Print the lines in the listing below that fall between the line with "wire-format request/response types" and the line with "axum::serve(listener, app).await?;", those two lines included, exactly as they stand and with nothing else.

*** DATASET EXTRACT Section Begins ***

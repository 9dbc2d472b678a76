//! UnitFlow backend: fleet unit tracking with a movement audit ledger.
//!
//! The backend follows a layered architecture:
//!
//! - **Controller Layer** (`controller/`) - HTTP request handlers and DTO conversion
//! - **Service Layer** (`service/`) - movement engine, auth, aggregation
//! - **Data Layer** (`data/`) - repositories and entity-to-domain conversion
//! - **Model Layer** (`model/`) - domain models and operation parameters
//! - **DTO Layer** (`dto/`) - wire-format request/response types
//! - **Error Layer** (`error/`) - application errors and HTTP response mapping
//! - **Catalog** (`catalog`) - the closed department/section vocabulary

mod catalog;
mod config;
mod controller;
mod data;
mod dto;
mod error;
mod model;
mod router;
mod service;
mod startup;
mod state;

use crate::{config::Config, state::AppState};

#[tokio::main]
async fn main() -> Result<(), Box<dyn std::error::Error>> {
    dotenvy::dotenv().ok();
    tracing_subscriber::fmt::init();

    let config = Config::from_env()?;
    let db = startup::connect_to_database(&config).await?;

    let app = router::router().with_state(AppState::new(db));

    let listener = tokio::net::TcpListener::bind(&config.bind_addr).await?;
    tracing::info!("UnitFlow backend listening on {}", config.bind_addr);
    axum::serve(listener, app).await?;

    Ok(())
}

*** DATASET EXTRACT Section Ends ***

TASK RESULT »
//! - **DTO Layer** (`dto/`) - wire-format request/response types
//! - **Error Layer** (`error/`) - application errors and HTTP response mapping
//! - **Catalog** (`catalog`) - the closed department/section vocabulary

mod catalog;
mod config;
mod controller;
mod data;
mod dto;
mod error;
mod model;
mod router;
mod service;
mod startup;
mod state;

use crate::{config::Config, state::AppState};

#[tokio::main]
async fn main() -> Result<(), Box<dyn std::error::Error>> {
    dotenvy::dotenv().ok();
    tracing_subscriber::fmt::init();

    let config = Config::from_env()?;
    let db = startup::connect_to_database(&config).await?;

    let app = router::router().with_state(AppState::new(db));

    let listener = tokio::net::TcpListener::bind(&config.bind_addr).await?;
    tracing::info!("UnitFlow backend listening on {}", config.bind_addr);
    axum::serve(listener, app).await?;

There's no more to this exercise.